Football authorities were incensed by the decision, which threatened to introduce a pay-as-you-go system in which players were required simply to hand in their notice before joining rival teams in Europe for a fraction of their market value.

Sepp Blatter, the president of FIFA, declared the ruling a “a Pyrrhic victory for those players and their agents who toy with the idea of rescinding contracts before they have been fulfilled,” while Arsenal manager Arsene Wenger said the ruling would be “very detrimental” to clubs which seek to nurture the development of young footballers.But when Brazilian playmaker Matuzalem, captain and top scorer for the Ukraine team Shakhtar Donetsk, ripped up his contract in July 2007 and signed for Spain’s Real Zaragoza—later to be transferred to Lazio in Italy—the pendulum swung back in favor of the clubs.

Shakhtar took the case to FIFA and then appealed to CAS after an initial compensation award of €6.8 million ($10.6 million). Last May, the Ukrainian team was awarded €12 million in a decision that took into account the value of the player to his former club, his salary, and even the difficulty the team would have in finding a suitable replacement.

No wonder that Article 17 has since become a clause for concern as clubs, players and agents scramble to weigh up what it really means.

“It’s really difficult to understand right now how the amount of compensation is awarded,” says Juan de Dios Crespo Pérez, the Valencia-based lawyer who successfully argued for FIFPro, the global players’ union, in the Webster case and subsequently represented Shakhtar in the Matuzalem ruling.

The decision in the De Sanctis case has done little to clarify things.Where the Matuzalem ruling had appeared to limit the Article 17 escape route only to those clubs with the deepest of pockets, this latest ruling is less of a deterrent.While Udinese requested €22 million in compensation, Sevilla and Mr. De Sanctis argued the amount should be closer to €1.5 million—equivalent to the three years’ salary remaining on the goalkeeper’s contract.Last week, FIFA made its ruling, awarding Udinese €3.9 million in compensation. All three parties have subsequently requested the grounds of the decision and intend to appeal the award in the CAS.

“None of us is happy with the decision, although obviously we are happier than Udinese,” says Mr. Crespo Pérez, who is representing Sevilla in the dispute. “With De Sanctis, we have a case that is not Webster and it is not Matuzalem. It is something completely different”.

The lawyers for Udinese and Mr. De Sanctis weren’t available for comment.If such differing applications of Article 17 appear to show the amount of compensation awarded is completely arbitrary, Mr. Crespo Pérez says that is only in keeping with what the football authorities want: to satisfy European law while doing as little as possible to upset the operation of the transfer system, which has changed remarkably little since its inception in England in 1890 as a means of preventing the poaching of players.
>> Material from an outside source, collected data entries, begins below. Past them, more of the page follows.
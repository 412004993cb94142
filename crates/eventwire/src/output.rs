use std::io::IsTerminal;
use std::time::{SystemTime, UNIX_EPOCH};

use clap::ValueEnum;
use comfy_table::{presets::UTF8_FULL, ContentArrangement, Table};
use serde::Serialize;
use serde_json::Value;

#[derive(Clone, Debug, Copy, PartialEq, Eq, ValueEnum)]
pub enum OutputFormat {
    Json,
    Table,
    Pretty,
}

impl OutputFormat {
    pub fn default_for_stdout() -> Self {
        if std::io::stdout().is_terminal() {
            Self::Table
        } else {
            Self::Json
        }
    }
}

#[derive(Serialize)]
struct EventOutput<'a> {
    connection: &'a str,
    event: &'a str,
    args: &'a [Value],
    timestamp: String,
}

#[derive(Serialize)]
struct SentOutput<'a> {
    address: String,
    event: &'a str,
    args: &'a [Value],
    status: &'static str,
}

/// Render one received event.
pub fn render_event(
    connection: &str,
    event: &str,
    args: &[Value],
    format: OutputFormat,
) -> String {
    match format {
        OutputFormat::Json => {
            let out = EventOutput {
                connection,
                event,
                args,
                timestamp: now_unix_seconds(),
            };
            serde_json::to_string(&out).unwrap_or_else(|_| "{}".to_string())
        }
        OutputFormat::Table => {
            let mut table = Table::new();
            table
                .load_preset(UTF8_FULL)
                .set_content_arrangement(ContentArrangement::Dynamic)
                .set_header(vec!["CONNECTION", "EVENT", "ARGS"])
                .add_row(vec![
                    connection.to_string(),
                    event.to_string(),
                    args_preview(args),
                ]);
            table.to_string()
        }
        OutputFormat::Pretty => format!("{connection} {event} {}", args_preview(args)),
    }
}

/// Render the confirmation printed after a successful emit.
pub fn render_sent(
    address: &str,
    event: &str,
    args: &[Value],
    format: OutputFormat,
) -> String {
    match format {
        OutputFormat::Json => {
            let out = SentOutput {
                address: address.to_string(),
                event,
                args,
                status: "sent",
            };
            serde_json::to_string(&out).unwrap_or_else(|_| "{}".to_string())
        }
        OutputFormat::Table => {
            let mut table = Table::new();
            table
                .load_preset(UTF8_FULL)
                .set_content_arrangement(ContentArrangement::Dynamic)
                .set_header(vec!["ADDRESS", "EVENT", "ARGS", "STATUS"])
                .add_row(vec![
                    address.to_string(),
                    event.to_string(),
                    args_preview(args),
                    "sent".to_string(),
                ]);
            table.to_string()
        }
        OutputFormat::Pretty => format!("sent {event} {} to {address}", args_preview(args)),
    }
}

fn args_preview(args: &[Value]) -> String {
    serde_json::to_string(args).unwrap_or_else(|_| "[]".to_string())
}

fn now_unix_seconds() -> String {
    SystemTime::now()
        .duration_since(UNIX_EPOCH)
        .map(|d| d.as_secs().to_string())
        .unwrap_or_else(|_| "0".to_string())
}
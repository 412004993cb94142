fn main() {
    if let Ok(target) = std::env::var("TARGET") {
        println!("cargo:rustc-env=EVENTWIRE_BUILD_TARGET={target}");
    }
    println!("cargo:rerun-if-env-changed=TARGET");
}
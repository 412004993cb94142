/// Errors that can occur in Provider and Consumer operations.
#[derive(Debug, thiserror::Error)]
pub enum PeerError {
    /// Transport-level error (bind, connect, accept, socket I/O).
    #[error("transport error: {0}")]
    Transport(#[from] eventwire_transport::TransportError),

    /// Frame-level error (encode, decode, oversized frame, stream I/O).
    #[error("frame error: {0}")]
    Frame(#[from] eventwire_frame::FrameError),

    /// `emit` was called after `end`.
    #[error("provider has ended; no further events can be sent")]
    Ended,

    /// The outbound connection is gone or was never established.
    #[error("provider is not connected")]
    NotConnected,

    /// `connect` was called on a Provider that already has a connection.
    #[error("provider is already connected")]
    AlreadyConnected,

    /// `listen` was called on a Consumer that is already listening.
    #[error("consumer is already listening")]
    AlreadyListening,

    /// `close` was called on a Consumer that is not listening.
    #[error("consumer is not listening")]
    NotListening,

    /// A worker thread could not be stopped cleanly.
    #[error("shutdown failed: {0}")]
    ShutdownFailed(String),
}

impl PeerError {
    /// Whether this error came from decoding or encoding a frame.
    pub fn is_codec(&self) -> bool {
        matches!(self, PeerError::Frame(err) if err.is_codec())
    }
}

pub type Result<T> = std::result::Result<T, PeerError>;
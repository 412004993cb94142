use clap::{Args, Subcommand};
use eventwire_transport::Address;

use crate::exit::CliResult;
use crate::output::OutputFormat;

pub mod emit;
pub mod listen;
pub mod version;

#[derive(Subcommand, Debug)]
pub enum Command {
    /// Listen for connections and print every received event.
    Listen(ListenArgs),
    /// Connect, emit one event and close.
    Emit(EmitArgs),
    /// Show version information.
    Version(VersionArgs),
}

pub fn run(command: Command, format: OutputFormat) -> CliResult<i32> {
    match command {
        Command::Listen(args) => listen::run(args, format),
        Command::Emit(args) => emit::run(args, format),
        Command::Version(args) => version::run(args),
    }
}

#[derive(Args, Debug)]
pub struct ListenArgs {
    /// Address to bind: a socket path, `unix:<path>`, `tcp://host:port` or a bare port.
    pub address: Address,
    /// Exit after printing N events.
    #[arg(long)]
    pub count: Option<usize>,
    /// Only print these events (comma-separated).
    #[arg(long, value_delimiter = ',')]
    pub event: Option<Vec<String>>,
}

#[derive(Args, Debug)]
pub struct EmitArgs {
    /// Address to connect to: a socket path, `unix:<path>`, `tcp://host:port` or a bare port.
    pub address: Address,
    /// Event name.
    pub event: String,
    /// All arguments as one JSON array.
    #[arg(long, value_name = "JSON_ARRAY", conflicts_with = "arg")]
    pub args: Option<String>,
    /// One JSON argument; repeat for more.
    #[arg(long, value_name = "JSON")]
    pub arg: Vec<String>,
}

#[derive(Args, Debug)]
pub struct VersionArgs {
    /// Show extended build information.
    #[arg(long)]
    pub extended: bool,
}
“It is quite impossible for clubs, players or agents to pre-prepare a case and say ‘this player is going to be worth this’ and then breach the contract,” he says. “There is no uniform formula. And that is exactly what FIFA wants—to avoid a situation where a player or an agent can end a contract with knowledge of how much they will have to pay”.

In the meantime, players attempting to use Article 17 to breach their contracts must accept that when it comes to compensation, it’s a case of win, lose or draw.